Collection entries:
- Opening Delimiter -

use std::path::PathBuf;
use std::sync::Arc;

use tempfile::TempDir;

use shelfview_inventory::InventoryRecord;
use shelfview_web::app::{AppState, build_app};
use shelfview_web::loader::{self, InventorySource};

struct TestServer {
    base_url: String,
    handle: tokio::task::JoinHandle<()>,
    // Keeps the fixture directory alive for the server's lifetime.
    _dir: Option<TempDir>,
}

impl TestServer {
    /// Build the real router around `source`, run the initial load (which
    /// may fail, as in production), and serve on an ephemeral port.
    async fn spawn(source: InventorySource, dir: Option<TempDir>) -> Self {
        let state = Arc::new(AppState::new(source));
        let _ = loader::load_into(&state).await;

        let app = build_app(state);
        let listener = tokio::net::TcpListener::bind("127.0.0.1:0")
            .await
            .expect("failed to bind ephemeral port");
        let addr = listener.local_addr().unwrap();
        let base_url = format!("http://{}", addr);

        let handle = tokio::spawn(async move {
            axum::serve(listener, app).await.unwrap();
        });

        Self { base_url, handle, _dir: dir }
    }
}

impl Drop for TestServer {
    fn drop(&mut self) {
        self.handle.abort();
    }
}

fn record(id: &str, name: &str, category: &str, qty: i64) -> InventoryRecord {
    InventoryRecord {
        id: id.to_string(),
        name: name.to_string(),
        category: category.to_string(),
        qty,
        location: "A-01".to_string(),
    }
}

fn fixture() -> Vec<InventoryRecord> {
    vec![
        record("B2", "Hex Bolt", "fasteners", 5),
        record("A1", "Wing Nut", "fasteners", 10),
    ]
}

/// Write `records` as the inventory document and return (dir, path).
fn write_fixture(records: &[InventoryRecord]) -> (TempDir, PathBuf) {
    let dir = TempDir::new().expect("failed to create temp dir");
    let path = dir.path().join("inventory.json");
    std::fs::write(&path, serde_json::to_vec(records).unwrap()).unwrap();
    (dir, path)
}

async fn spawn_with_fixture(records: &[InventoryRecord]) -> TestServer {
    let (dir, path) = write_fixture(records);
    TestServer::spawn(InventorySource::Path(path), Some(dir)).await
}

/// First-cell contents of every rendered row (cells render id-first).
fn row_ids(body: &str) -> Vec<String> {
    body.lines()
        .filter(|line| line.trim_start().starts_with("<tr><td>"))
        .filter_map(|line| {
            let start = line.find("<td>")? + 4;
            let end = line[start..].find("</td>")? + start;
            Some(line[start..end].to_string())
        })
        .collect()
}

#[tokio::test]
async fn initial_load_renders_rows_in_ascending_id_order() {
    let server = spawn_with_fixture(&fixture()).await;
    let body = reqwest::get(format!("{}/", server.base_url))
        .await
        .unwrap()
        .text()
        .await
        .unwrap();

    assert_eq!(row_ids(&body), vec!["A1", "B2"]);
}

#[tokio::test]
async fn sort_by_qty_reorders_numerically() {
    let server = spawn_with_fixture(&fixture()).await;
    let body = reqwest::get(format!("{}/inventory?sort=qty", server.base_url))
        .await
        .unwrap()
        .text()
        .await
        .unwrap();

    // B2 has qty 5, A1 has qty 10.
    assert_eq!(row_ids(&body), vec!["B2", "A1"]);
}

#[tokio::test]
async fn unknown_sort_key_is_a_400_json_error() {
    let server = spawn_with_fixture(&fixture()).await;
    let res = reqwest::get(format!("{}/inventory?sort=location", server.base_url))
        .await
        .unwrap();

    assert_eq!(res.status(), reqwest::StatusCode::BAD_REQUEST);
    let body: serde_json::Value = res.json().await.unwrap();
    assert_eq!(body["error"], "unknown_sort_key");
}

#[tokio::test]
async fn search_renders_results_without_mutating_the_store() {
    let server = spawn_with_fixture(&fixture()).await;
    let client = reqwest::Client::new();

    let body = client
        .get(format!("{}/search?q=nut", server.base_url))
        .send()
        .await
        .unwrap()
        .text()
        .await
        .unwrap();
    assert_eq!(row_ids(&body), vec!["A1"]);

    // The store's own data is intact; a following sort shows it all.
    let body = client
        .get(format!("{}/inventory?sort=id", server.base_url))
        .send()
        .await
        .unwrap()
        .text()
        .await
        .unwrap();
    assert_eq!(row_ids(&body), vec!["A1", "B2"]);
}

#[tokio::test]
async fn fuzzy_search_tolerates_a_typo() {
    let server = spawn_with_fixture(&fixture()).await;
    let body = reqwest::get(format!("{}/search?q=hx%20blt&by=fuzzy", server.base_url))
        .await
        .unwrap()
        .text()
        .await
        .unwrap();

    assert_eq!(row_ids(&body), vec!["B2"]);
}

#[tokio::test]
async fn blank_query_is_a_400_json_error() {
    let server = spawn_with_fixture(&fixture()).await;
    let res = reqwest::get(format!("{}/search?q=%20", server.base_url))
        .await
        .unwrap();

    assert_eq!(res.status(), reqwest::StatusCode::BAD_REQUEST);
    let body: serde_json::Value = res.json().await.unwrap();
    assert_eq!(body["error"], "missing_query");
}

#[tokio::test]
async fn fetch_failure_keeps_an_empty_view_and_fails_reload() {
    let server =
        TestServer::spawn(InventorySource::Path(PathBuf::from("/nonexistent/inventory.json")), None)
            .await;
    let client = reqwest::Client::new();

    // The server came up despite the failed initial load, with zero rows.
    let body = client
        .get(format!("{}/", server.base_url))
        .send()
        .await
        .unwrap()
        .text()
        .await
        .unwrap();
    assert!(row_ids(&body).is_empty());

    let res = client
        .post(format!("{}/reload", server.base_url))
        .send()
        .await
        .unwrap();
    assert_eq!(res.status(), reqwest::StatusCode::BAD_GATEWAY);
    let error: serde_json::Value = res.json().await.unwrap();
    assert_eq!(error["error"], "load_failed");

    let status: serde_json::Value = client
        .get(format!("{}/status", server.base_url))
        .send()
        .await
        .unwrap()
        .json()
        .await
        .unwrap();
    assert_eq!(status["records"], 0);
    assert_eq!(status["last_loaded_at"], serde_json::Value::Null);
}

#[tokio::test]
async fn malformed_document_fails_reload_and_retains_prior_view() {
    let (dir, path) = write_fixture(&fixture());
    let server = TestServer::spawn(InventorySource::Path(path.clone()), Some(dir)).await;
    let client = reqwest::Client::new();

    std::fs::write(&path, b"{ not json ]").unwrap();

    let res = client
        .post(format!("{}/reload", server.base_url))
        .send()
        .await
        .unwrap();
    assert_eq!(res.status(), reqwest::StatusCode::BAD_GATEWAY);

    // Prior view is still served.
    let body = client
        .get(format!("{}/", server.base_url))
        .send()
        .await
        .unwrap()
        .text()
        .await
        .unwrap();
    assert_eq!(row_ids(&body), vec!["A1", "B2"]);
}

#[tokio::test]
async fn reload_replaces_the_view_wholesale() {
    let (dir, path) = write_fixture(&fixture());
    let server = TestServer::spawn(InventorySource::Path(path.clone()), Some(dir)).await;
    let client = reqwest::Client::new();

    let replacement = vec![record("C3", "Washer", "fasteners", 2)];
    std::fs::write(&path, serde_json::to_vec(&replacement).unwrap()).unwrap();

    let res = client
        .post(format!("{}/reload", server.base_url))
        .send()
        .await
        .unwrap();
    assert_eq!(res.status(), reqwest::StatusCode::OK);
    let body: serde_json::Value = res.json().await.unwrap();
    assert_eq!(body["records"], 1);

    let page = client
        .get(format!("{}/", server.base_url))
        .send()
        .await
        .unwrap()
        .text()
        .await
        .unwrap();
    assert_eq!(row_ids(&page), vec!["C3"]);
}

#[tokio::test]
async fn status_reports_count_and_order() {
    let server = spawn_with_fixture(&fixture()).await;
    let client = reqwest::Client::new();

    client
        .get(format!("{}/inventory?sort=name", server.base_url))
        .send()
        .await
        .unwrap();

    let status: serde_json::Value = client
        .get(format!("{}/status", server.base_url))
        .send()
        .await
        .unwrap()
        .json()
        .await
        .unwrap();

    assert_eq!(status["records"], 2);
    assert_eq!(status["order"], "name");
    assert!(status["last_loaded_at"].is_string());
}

- Closing Delimiter -
- Opening Delimiter -

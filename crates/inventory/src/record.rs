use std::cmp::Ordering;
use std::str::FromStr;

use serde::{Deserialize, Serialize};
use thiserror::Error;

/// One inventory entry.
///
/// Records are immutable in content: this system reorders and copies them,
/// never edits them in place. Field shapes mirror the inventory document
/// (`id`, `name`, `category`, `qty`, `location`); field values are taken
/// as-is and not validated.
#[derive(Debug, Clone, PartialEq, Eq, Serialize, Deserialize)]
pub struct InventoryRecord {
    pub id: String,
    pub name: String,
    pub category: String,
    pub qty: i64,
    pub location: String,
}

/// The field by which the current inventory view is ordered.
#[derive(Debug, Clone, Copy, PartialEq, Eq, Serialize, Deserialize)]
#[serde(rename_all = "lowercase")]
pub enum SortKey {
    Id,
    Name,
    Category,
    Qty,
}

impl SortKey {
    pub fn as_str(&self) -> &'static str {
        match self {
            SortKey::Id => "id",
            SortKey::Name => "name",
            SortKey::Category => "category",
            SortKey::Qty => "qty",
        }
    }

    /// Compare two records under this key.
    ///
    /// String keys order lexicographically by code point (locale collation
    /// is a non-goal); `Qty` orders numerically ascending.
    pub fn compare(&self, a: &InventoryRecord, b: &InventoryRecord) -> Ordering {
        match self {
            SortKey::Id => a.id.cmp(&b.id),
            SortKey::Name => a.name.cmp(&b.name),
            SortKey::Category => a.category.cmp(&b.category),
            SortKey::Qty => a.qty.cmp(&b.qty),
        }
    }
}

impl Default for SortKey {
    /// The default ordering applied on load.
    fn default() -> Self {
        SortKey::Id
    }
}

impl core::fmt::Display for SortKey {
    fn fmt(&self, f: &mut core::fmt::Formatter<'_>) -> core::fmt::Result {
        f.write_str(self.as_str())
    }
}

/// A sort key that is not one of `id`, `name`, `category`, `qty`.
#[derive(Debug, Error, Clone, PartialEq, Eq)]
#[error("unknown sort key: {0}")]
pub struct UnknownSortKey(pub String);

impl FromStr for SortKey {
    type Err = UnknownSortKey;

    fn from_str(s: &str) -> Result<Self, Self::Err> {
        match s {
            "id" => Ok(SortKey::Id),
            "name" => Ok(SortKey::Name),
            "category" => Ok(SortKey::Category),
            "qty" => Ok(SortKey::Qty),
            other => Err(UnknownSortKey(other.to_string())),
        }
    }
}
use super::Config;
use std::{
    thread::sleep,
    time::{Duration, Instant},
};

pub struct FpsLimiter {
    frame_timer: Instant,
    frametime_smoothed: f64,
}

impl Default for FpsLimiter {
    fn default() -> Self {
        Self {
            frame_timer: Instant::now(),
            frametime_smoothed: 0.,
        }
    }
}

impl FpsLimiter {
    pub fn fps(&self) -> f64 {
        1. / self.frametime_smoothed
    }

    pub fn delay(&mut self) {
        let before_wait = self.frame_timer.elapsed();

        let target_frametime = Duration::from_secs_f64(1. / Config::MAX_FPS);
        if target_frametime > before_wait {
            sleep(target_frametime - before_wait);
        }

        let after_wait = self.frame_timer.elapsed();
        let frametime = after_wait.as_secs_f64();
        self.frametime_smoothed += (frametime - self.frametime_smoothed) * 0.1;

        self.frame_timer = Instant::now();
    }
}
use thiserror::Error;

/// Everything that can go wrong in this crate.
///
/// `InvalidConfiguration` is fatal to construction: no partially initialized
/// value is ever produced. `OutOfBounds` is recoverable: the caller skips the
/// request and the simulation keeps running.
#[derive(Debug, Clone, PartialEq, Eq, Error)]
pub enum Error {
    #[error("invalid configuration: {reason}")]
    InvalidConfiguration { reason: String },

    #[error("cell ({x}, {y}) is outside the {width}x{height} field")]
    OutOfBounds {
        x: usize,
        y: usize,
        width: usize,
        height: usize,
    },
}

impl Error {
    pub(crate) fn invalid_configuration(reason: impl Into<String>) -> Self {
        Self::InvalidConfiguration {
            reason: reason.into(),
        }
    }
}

- Closing Delimiter -

**Exercise:** Filter the data, keeping only the lines that contain "FpsLimiter".

**Exercise solution:**
pub struct FpsLimiter {
impl Default for FpsLimiter {
impl FpsLimiter {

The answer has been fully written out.